Other Mechanisms of Disease
The pathophysiological consequences of the recurrent intermittent hypoxia and sleep fragmentation associated with OSA have been well described. Chronic intermittent hypoxia and sleep fragmentation result in increased sympathetic traffic. Recurrent episodes of hypoxia and re-oxygenation activate neutrophils, and result in an increase in proinflammatory cytokines. These recurrent hypoxia and re-oxygenation cycles also generate oxidative stress.59 Leptin, which is an adipokine responsible for a negative energy balance, is noted to be correlated with the AHI, indicating that worsening OSA is associated with leptin resistance. Adiponectin is another adipokine with insulinsensitising and anti-inflammatory properties. Adiponectin levels are lowered by OSA.60,61 These biochemical derangements are important as these mechanisms have also been implicated in the development of pre-eclampsia, gestational diabetes and adverse pregnancy outcomes.62,63 Furthermore, in the absence of maternal disease, these molecular changes may impact the in utero environment and affect the future health of the neonate.
Summary
Among patients with OSA, there remains a large deficit of data to explain the mechanistic pathways by which OSA affects pregnancy outcomes. With that information, we would be able to direct treatment in order to improve outcome. Of particular importance is differentiating the impact of sleep duration independent of OSA. While there is some evidence to indicate that these women are impacted by glucose intolerance, the relationship would be more complex given the potential role of oxidative stress, cytokinaemia and sympathetic traffic.

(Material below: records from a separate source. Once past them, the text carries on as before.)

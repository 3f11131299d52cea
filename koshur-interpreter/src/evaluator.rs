use gc::Gc;
use koshur_core::ast::{BinaryOperator, Node};
use koshur_core::stack::ensure_sufficient_stack;

use crate::environment::Environment;
use crate::object::{Closure, EvaluationError, Value};

pub const DEFAULT_MAX_CALL_DEPTH: usize = 10_000;

#[derive(Debug, Clone, Copy, PartialEq, Eq)]
pub struct EvalConfig {
    /// Nested closure and native calls allowed before evaluation fails with
    /// `CallDepthExceeded`.
    pub max_call_depth: usize,
}

impl Default for EvalConfig {
    fn default() -> Self {
        Self {
            max_call_depth: DEFAULT_MAX_CALL_DEPTH,
        }
    }
}

#[derive(Debug, Default)]
pub struct Evaluator {
    config: EvalConfig,
    depth: usize,
}

/// Evaluates `node` with a default-configured [`Evaluator`].
pub fn evaluate(node: &Node, environment: &Environment) -> Result<Value, EvaluationError> {
    Evaluator::new().evaluate(node, environment)
}

impl Evaluator {
    pub fn new() -> Self {
        Self::default()
    }

    pub fn with_config(config: EvalConfig) -> Self {
        Self { config, depth: 0 }
    }

    pub fn config(&self) -> &EvalConfig {
        &self.config
    }

    pub fn evaluate(
        &mut self,
        node: &Node,
        environment: &Environment,
    ) -> Result<Value, EvaluationError> {
        ensure_sufficient_stack(|| self.eval_node(node, environment))
    }

    fn eval_node(
        &mut self,
        node: &Node,
        environment: &Environment,
    ) -> Result<Value, EvaluationError> {
        match node {
            Node::Number { value } => Ok(Value::Number(*value)),
            Node::String { value } => Ok(Value::String(value.clone())),
            Node::Boolean { value } => Ok(Value::Boolean(*value)),
            Node::Variable { value } => environment
                .get(value)
                .ok_or_else(|| EvaluationError::UndefinedVariable(value.clone())),
            Node::Assignment { left, right } => {
                let Node::Variable { value: name } = &**left else {
                    return Err(EvaluationError::InvalidAssignmentTarget(left.to_string()));
                };
                let value = self.evaluate(right, environment)?;
                environment.set(name.clone(), value)
            }
            Node::Binary {
                operator,
                left,
                right,
            } => self.eval_binary(*operator, left, right, environment),
            Node::Condition {
                condition,
                then,
                otherwise,
            } => {
                let condition = self.evaluate(condition, environment)?;
                if !condition.is_false() {
                    self.evaluate(then, environment)
                } else if let Some(otherwise) = otherwise {
                    self.evaluate(otherwise, environment)
                } else {
                    Ok(Value::FALSE)
                }
            }
            Node::Program { program } => {
                let mut result = Value::FALSE;
                for expression in program {
                    result = self.evaluate(expression, environment)?;
                }
                Ok(result)
            }
            Node::Lambda(lambda) => Ok(Value::Closure(Gc::new(Closure {
                lambda: lambda.clone(),
                env: environment.clone(),
            }))),
            Node::Call { callee, arguments } => {
                let function = self.evaluate(callee, environment)?;
                let arguments = arguments
                    .iter()
                    .map(|argument| self.evaluate(argument, environment))
                    .collect::<Result<Vec<_>, _>>()?;
                self.call(&function, arguments)
            }
        }
    }

    /// Invokes a closure or native function with already evaluated arguments.
    pub fn call(
        &mut self,
        function: &Value,
        arguments: Vec<Value>,
    ) -> Result<Value, EvaluationError> {
        if !function.is_callable() {
            return Err(EvaluationError::NotCallable(function.clone()));
        }
        if self.depth >= self.config.max_call_depth {
            return Err(EvaluationError::CallDepthExceeded(self.config.max_call_depth));
        }

        self.depth += 1;
        let result = match function {
            Value::Closure(closure) => self.apply_closure(closure, arguments),
            Value::Native(native) => {
                tracing::debug!(name = %native.name, depth = self.depth, "calling native function");
                (native.func)(self, arguments)
            }
            _ => Err(EvaluationError::NotCallable(function.clone())),
        };
        self.depth -= 1;

        result
    }

    /// Parameters without a matching argument are bound to `apuz`; surplus
    /// arguments are dropped.
    fn apply_closure(
        &mut self,
        closure: &Closure,
        arguments: Vec<Value>,
    ) -> Result<Value, EvaluationError> {
        tracing::debug!(
            params = closure.lambda.params.len(),
            arguments = arguments.len(),
            depth = self.depth,
            "calling closure"
        );

        let scope = Environment::new_enclosed(&closure.env);
        let mut arguments = arguments.into_iter();
        for param in &closure.lambda.params {
            scope.define(param.clone(), arguments.next().unwrap_or(Value::FALSE));
        }

        self.evaluate(&closure.lambda.body, &scope)
    }

    fn eval_binary(
        &mut self,
        operator: BinaryOperator,
        left: &Node,
        right: &Node,
        environment: &Environment,
    ) -> Result<Value, EvaluationError> {
        let left = self.evaluate(left, environment)?;

        match operator {
            BinaryOperator::And if left.is_false() => return Ok(Value::FALSE),
            BinaryOperator::And => return self.evaluate(right, environment),
            BinaryOperator::Or if !left.is_false() => return Ok(left),
            BinaryOperator::Or => return self.evaluate(right, environment),
            _ => {}
        }

        let right = self.evaluate(right, environment)?;
        apply_operator(operator, &left, &right)
    }
}

fn number(operator: BinaryOperator, value: &Value) -> Result<f64, EvaluationError> {
    match value {
        Value::Number(value) => Ok(*value),
        _ => Err(EvaluationError::TypeMismatch {
            operator,
            value: value.clone(),
        }),
    }
}

fn divisor(operator: BinaryOperator, value: &Value) -> Result<f64, EvaluationError> {
    let value = number(operator, value)?;
    if value == 0.0 {
        return Err(EvaluationError::DivisionByZero);
    }
    Ok(value)
}

fn apply_operator(
    operator: BinaryOperator,
    left: &Value,
    right: &Value,
) -> Result<Value, EvaluationError> {
    use BinaryOperator::*;

    let arithmetic = |f: fn(f64, f64) -> f64| -> Result<Value, EvaluationError> {
        Ok(Value::Number(f(number(operator, left)?, number(operator, right)?)))
    };
    let comparison = |f: fn(&f64, &f64) -> bool| -> Result<Value, EvaluationError> {
        Ok(Value::Boolean(f(&number(operator, left)?, &number(operator, right)?)))
    };

    match operator {
        Plus => arithmetic(|a, b| a + b),
        Minus => arithmetic(|a, b| a - b),
        Multiply => arithmetic(|a, b| a * b),
        Divide => Ok(Value::Number(number(operator, left)? / divisor(operator, right)?)),
        Modulo => Ok(Value::Number(number(operator, left)? % divisor(operator, right)?)),
        LessThan => comparison(f64::lt),
        GreaterThan => comparison(f64::gt),
        LessEqual => comparison(f64::le),
        GreaterEqual => comparison(f64::ge),
        Equal => Ok(Value::Boolean(left == right)),
        NotEqual => Ok(Value::Boolean(left != right)),
        // short-circuited by the caller
        And => Ok(if left.is_false() { Value::FALSE } else { right.clone() }),
        Or => Ok(if left.is_false() { right.clone() } else { left.clone() }),
    }
}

The in utero environment is important for foetal development, and programming for future health affects the future health of the neonate. Pregnancy may be an opportune time to intervene on behalf of future maternal and foetal health. However, we cannot achieve that goal unless we are able to delineate the most important pathophysiological pathways impacting pregnancy outcome in these women. The investigations of these potential routes of intervention may benefit the greater of such a community as we aim to improve both maternal and foetal outcomes.